As a method for producing plant-derived ethylene and plant-derived α-olefin, bioethanol is produced by fermenting sugar solution or starch obtained from plants such as sugar cane, corn, and sweet potato with microorganisms such as yeast according to a conventional method. Then, this is heated in the presence of a catalyst, and plant-derived ethylene and plant-derived α-olefin (1-butene, 1-hexene, etc.) can be obtained by an intramolecular dehydration reaction or the like. Then, the plant-derived ethylene and the plant-derived α-olefin can be used to produce a plant-derived polyethylene-based resin in the same manner as in the production of a petroleum-derived polyethylene-based resin.

Methods for producing plant-derived ethylene, plant-derived α-olefin, and plant-derived polyethylene-based resin are described in detail in, for example, Japanese Patent Publication No. 2011-506628.
As a plant-derived polyethylene resin preferably used in the present invention, Braskem (
Examples include green PE manufactured by Braskem SA).

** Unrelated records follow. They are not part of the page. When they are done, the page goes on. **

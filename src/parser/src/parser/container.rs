//! Containers: the root, braces and code blocks.
//!
//! Each container is a loop over the items in it. Braces hold comma
//! separated items, and the root and code blocks hold statements separated
//! by the language's separator. The loop is where closers, commas and
//! separators are dealt with, including the ones which are in the wrong
//! place.

use crate::{
    error::ErrorCode,
    lexer::{CharClass, Closer},
    parser::{Container, Entry, Parser},
    tree::{BraceKind, NodeId, NodeKind, Slot, TextRange},
};

/// Why a container's loop stopped.
#[derive(Debug, Clone, Copy, PartialEq, Eq)]
pub(crate) enum Closing {
    /// The cursor is at this container's closer.
    Closed,
    /// The cursor is at the closer of a container further out.
    Enclosing,
    /// The end of the input.
    End,
    /// A critical error was found.
    Aborted,
}

/// What's been seen since the last comma or separator.
#[derive(Debug, Default)]
struct Segment {
    last: Option<NodeId>,
    /// A comma which nothing has followed yet.
    dangling_comma: Option<usize>,
}

impl<'a> Parser<'a> {
    /// Parse the items of a container into `node`, up to whatever ends it.
    pub(crate) fn items(&mut self, node: NodeId, container: Container) -> Closing {
        tracing::trace!(?container, offset = self.scanner.offset(), "entering container");
        self.containers.push(container);

        let mut segment = Segment::default();

        let closing = loop {
            if self.critical {
                break Closing::Aborted;
            }

            let trivia = self.skip_trivia();
            let at = self.scanner.offset();

            match self.scanner.classify(at) {
                CharClass::End => break Closing::End,

                CharClass::ClosingBrace(kind) => {
                    if container == Container::Braces(kind) {
                        break Closing::Closed;
                    }

                    if self.encloses(Closer::Brace(kind)) {
                        break Closing::Enclosing;
                    }

                    if let Container::Braces(_) = container {
                        self.error(at, ErrorCode::ClosingBraceDoesNotMatchOpeningBrace);
                        break Closing::Closed;
                    }

                    self.error(at, ErrorCode::ClosingBraceWithoutOpeningBrace);
                    self.scanner.set_offset(at + kind.closing().len_utf8());
                }

                CharClass::CodeBlockEnd => {
                    if container == Container::CodeBlock {
                        break Closing::Closed;
                    }

                    if self.encloses(Closer::CodeBlockEnd) {
                        break Closing::Enclosing;
                    }

                    self.error(at, ErrorCode::CodeBlockClosingMarkerWithoutOpeningMarker);
                    let end = self
                        .scanner
                        .match_code_block_end(at)
                        .map_or(at + 1, TextRange::end);
                    self.scanner.set_offset(end);
                }

                CharClass::Comma => {
                    if container.holds_statements() {
                        self.error(at, ErrorCode::CommaWithoutParentBraces);
                        self.scanner.set_offset(at + 1);
                        continue;
                    }

                    if segment.last.is_none() {
                        self.error(at, ErrorCode::ExpressionMissingBeforeComma);
                    }

                    let comma = self.leaf(NodeKind::Comma, TextRange::new(at, at + 1));
                    self.tree.attach(node, Slot::Regular, comma);
                    segment = Segment {
                        last: None,
                        dangling_comma: Some(at),
                    };
                }

                CharClass::Separator => {
                    let width = self.scanner.char_at(at).map_or(1, char::len_utf8);

                    if !container.holds_statements() {
                        self.error(at, ErrorCode::ExpressionSeparatorWithoutParentCodeBlock);
                        self.scanner.set_offset(at + width);
                        continue;
                    }

                    if segment.last.is_none() {
                        self.error(at, ErrorCode::ExpressionMissingBeforeCodeItemSeparator);
                    }

                    let separator = self.leaf(NodeKind::Separator, TextRange::new(at, at + width));
                    self.tree.attach(node, Slot::Regular, separator);
                    segment = Segment::default();
                }

                _ => {
                    let item = match self.expression(None) {
                        Some(item) => item,
                        None => continue,
                    };

                    if let Some(previous) = segment.last {
                        let terminated =
                            container.holds_statements() && self.is_terminated(previous);

                        if !terminated {
                            let code = if trivia.skipped {
                                ErrorCode::BinaryOperatorMissing
                            } else {
                                ErrorCode::NoSeparationBetweenSymbols
                            };
                            self.error(at, code);
                        }
                    }

                    self.tree.attach(node, Slot::Regular, item);
                    segment.last = Some(item);
                    segment.dangling_comma = None;
                }
            }
        };

        if let Some(comma) = segment.dangling_comma {
            if closing != Closing::Aborted {
                let at = if closing == Closing::Closed {
                    self.scanner.offset()
                } else {
                    comma
                };
                self.error(at, ErrorCode::ExpressionMissingAfterComma);
            }
        }

        self.containers.pop();
        tracing::trace!(?container, ?closing, offset = self.scanner.offset(), "leaving container");
        closing
    }

    /// Parse braces starting at the cursor, optionally named by the literal
    /// `name` right before them.
    pub(crate) fn braces(&mut self, name: Option<NodeId>) -> NodeId {
        let at = self.scanner.offset();
        let kind = match self.scanner.char_at(at).and_then(BraceKind::from_opening) {
            Some(kind) => kind,
            None => unreachable!("braces must start with an opening brace"),
        };

        let opening = self.leaf(NodeKind::OpeningBrace(kind), TextRange::new(at, at + 1));
        let node = self.tree.add(
            NodeKind::Braces {
                kind,
                name,
                opening,
                closing: None,
            },
            TextRange::empty(at),
        );

        if let Some(name) = name {
            self.tree.attach(node, Slot::Regular, name);
        }
        self.tree.attach(node, Slot::Regular, opening);

        let closing = self
            .depth_track(at, |p| p.items(node, Container::Braces(kind)))
            .unwrap_or(Closing::Aborted);

        let closer = match closing {
            Closing::Closed => {
                let close_at = self.scanner.offset();
                match self.scanner.char_at(close_at).and_then(BraceKind::from_closing) {
                    Some(found) => Some(self.leaf(
                        NodeKind::ClosingBrace(found),
                        TextRange::new(close_at, close_at + 1),
                    )),
                    None => None,
                }
            }
            Closing::Enclosing | Closing::End => {
                self.error(at, ErrorCode::ClosingBraceMissing);
                None
            }
            Closing::Aborted => self.recover(Closer::Brace(kind)),
        };

        if let Some(closer) = closer {
            self.tree.attach(node, Slot::Regular, closer);
            if let NodeKind::Braces { closing, .. } = self.tree.kind_mut(node) {
                *closing = Some(closer);
            }
        }

        self.tree.close(node);
        node
    }

    /// Parse a code block starting at the cursor.
    pub(crate) fn code_block(&mut self) -> NodeId {
        let at = self.scanner.offset();
        let range = match self.scanner.match_code_block_start(at) {
            Some(range) => range,
            None => unreachable!("code blocks must start with the start marker"),
        };

        let start = self.leaf(NodeKind::CodeBlockStart, range);
        let node = self
            .tree
            .add(NodeKind::CodeBlock { start, end: None }, TextRange::empty(at));
        self.tree.attach(node, Slot::Regular, start);

        let closing = self
            .depth_track(at, |p| p.items(node, Container::CodeBlock))
            .unwrap_or(Closing::Aborted);

        let end = match closing {
            Closing::Closed => {
                let close_at = self.scanner.offset();
                self.scanner
                    .match_code_block_end(close_at)
                    .map(|range| self.leaf(NodeKind::CodeBlockEnd, range))
            }
            Closing::Enclosing | Closing::End => {
                self.error(at, ErrorCode::CodeBlockEndMarkerMissing);
                None
            }
            Closing::Aborted => self.recover(Closer::CodeBlockEnd),
        };

        if let Some(end_marker) = end {
            self.tree.attach(node, Slot::Regular, end_marker);
            if let NodeKind::CodeBlock { end, .. } = self.tree.kind_mut(node) {
                *end = Some(end_marker);
            }
        }

        self.tree.close(node);
        node
    }

    /// After a critical error, skip to what closes the current container. If
    /// it's found, it's returned as a leaf.
    ///
    /// A critical error only ends the container it was found in, so the
    /// containers around this one carry on afterwards.
    fn recover(&mut self, closer: Closer) -> Option<NodeId> {
        let from = self.scanner.offset();
        self.critical = false;

        match self.scanner.find_closer(from, closer) {
            Ok(at) => {
                let range = match closer {
                    Closer::Brace(kind) => Some((
                        NodeKind::ClosingBrace(kind),
                        TextRange::new(at, at + 1),
                    )),
                    Closer::CodeBlockEnd => self
                        .scanner
                        .match_code_block_end(at)
                        .map(|range| (NodeKind::CodeBlockEnd, range)),
                };

                range.map(|(kind, range)| self.leaf(kind, range))
            }
            Err(at) => {
                self.scanner.set_offset(at);
                None
            }
        }
    }

    /// Parse a single braces expression or code block, as the whole input.
    pub(crate) fn standalone(&mut self, root: NodeId, entry: Entry) {
        self.skip_trivia();
        let at = self.scanner.offset();
        let class = self.scanner.classify(at);

        let (node, code) = match (entry, class) {
            (Entry::Braces, CharClass::OpeningBrace(_)) => {
                (Some(self.braces(None)), ErrorCode::InvalidBracesExpression)
            }
            (Entry::Braces, _) => (None, ErrorCode::InvalidBracesExpression),
            (Entry::CodeBlock, CharClass::CodeBlockStart) => {
                (Some(self.code_block()), ErrorCode::InvalidCodeBlock)
            }
            (Entry::CodeBlock, _) => (None, ErrorCode::InvalidCodeBlock),
            (Entry::Expression, _) => unreachable!("expressions aren't standalone"),
        };

        match node {
            Some(node) => self.tree.attach(root, Slot::Regular, node),
            None => {
                self.error(at, code);
                return;
            }
        }

        if self.critical {
            return;
        }

        self.skip_trivia();
        if !self.scanner.is_at_end() {
            self.error(self.scanner.offset(), code);
        }
    }
}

In the sealant film of the present invention, the "layer made of plant-derived polyethylene-based resin" is a layer formed by melting the above-mentioned plant-derived polyethylene-based resin and coextruding it together with a multilayer material resin. Here, in the plant-derived polyethylene-based resin, a small amount, for example, 5% by mass or less of an additive, specifically, a slip agent (lubricant) is contained, as long as the effect of the present invention is not impaired. , Antistatic agents, flame retardants, anti-blocking agents, crystallization accelerators, stabilizers (anti-aging agents, antioxidants, ozone deterioration inhibitors, UV absorbers, light stabilizers, etc.), tackifiers, softeners , Coloring agent, coupling agent, preservative, antifungal agent and the like may be added.

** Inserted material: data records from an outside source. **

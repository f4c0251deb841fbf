//! Structural self-checks.
//!
//! Every finished parse satisfies these, whatever errors were found. Debug
//! builds check them at the end of every parse.

use std::fmt;

use super::{ExpressionTree, NodeId};

/// Something wrong with the shape of a tree.
#[derive(Debug, Clone, PartialEq, Eq)]
pub struct InvariantViolation {
    pub node: NodeId,
    pub problem: String,
}

impl fmt::Display for InvariantViolation {
    fn fmt(&self, f: &mut fmt::Formatter) -> fmt::Result {
        write!(f, "{}: {}", self.node, self.problem)
    }
}

impl ExpressionTree {
    /// Check that every node under `root` is where it says it is.
    ///
    /// - ranges lie within `text`, on character boundaries,
    /// - expression items span exactly from their first to last child,
    /// - children are in source order and don't overlap,
    /// - parent links match child lists,
    /// - leaves have no children,
    /// - every node in the arena is reachable from `root`.
    pub fn check_invariants(
        &self,
        text: &str,
        root: NodeId,
    ) -> Result<(), Vec<InvariantViolation>> {
        let mut problems = Vec::new();
        let mut problem = |node: NodeId, problem: String| {
            problems.push(InvariantViolation { node, problem });
        };

        let mut reached = 0;

        for node in self.descendants(root) {
            reached += 1;
            let id = node.id();
            let range = node.range();

            if range.end() > text.len()
                || !text.is_char_boundary(range.start())
                || !text.is_char_boundary(range.end())
            {
                problem(id, format!("range {} doesn't fit the text", range));
                continue;
            }

            if !node.is_complex() {
                if !node.children().is_empty() {
                    problem(id, "leaf has children".into());
                }
                continue;
            }

            let mut previous_end = None;
            for child in node.children().all() {
                let child_node = &self[child];

                if child_node.parent() != Some(id) {
                    problem(child, format!("child of {} has the wrong parent", id));
                }

                if let Some(end) = previous_end {
                    if child_node.start() < end {
                        problem(child, "child overlaps or precedes its sibling".into());
                    }
                }
                previous_end = Some(child_node.end());
            }

            let children = node.children();
            if let (Some(first), Some(last)) = (children.all().next(), children.all().next_back()) {
                if range.start() != self[first].start() || range.end() != self[last].end() {
                    problem(
                        id,
                        format!(
                            "range {} doesn't span children {}..{}",
                            range,
                            self[first].start(),
                            self[last].end()
                        ),
                    );
                }
            }
        }

        if self[root].parent().is_some() {
            problem(root, "root has a parent".into());
        }

        if reached != self.len() {
            problem(
                root,
                format!("{} of {} nodes are reachable", reached, self.len()),
            );
        }

        if problems.is_empty() {
            Ok(())
        } else {
            Err(problems)
        }
    }
}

<III> Layer made of petroleum-derived polyethylene resin In the present invention, "petroleum-derived" is derived from ethylene obtained by thermally decomposing naphtha obtained from petroleum as before, without containing carbon derived from plant raw materials. The main component is the structure to be used.
The petroleum-derived polyethylene-based resin used in the present invention is any polyethylene-based resin generally used as a sealant film having heat-sealing properties.

More specifically, it is a homopolymer of petroleum-derived ethylene or a copolymer of petroleum-derived ethylene and a small amount of other comonomer, and is a high-density polyethylene (HDPE, density 0.940).
g / cm ³ or more), medium density polyethylene (MDPE, density 0.925 or more, 0.940 g / c)
M ³ ), high pressure method low density polyethylene (LDPE, density less than 0.925 g / cm ³ ), linear low density polyethylene (LLDPE, density 0.910 to 0.925 g / cm ³ , ethylene and α-olefin Copolymers of), and mixtures thereof. Examples of the α-olefin serving as the comonomer of the LLDPE include α-olefins having 3 to 20 carbon atoms, such as propylene, 1-butene, 1-pentene, 1-hexene, 1-octene, 1-nonene and 4-methylpentene. Etc., and mixtures thereof.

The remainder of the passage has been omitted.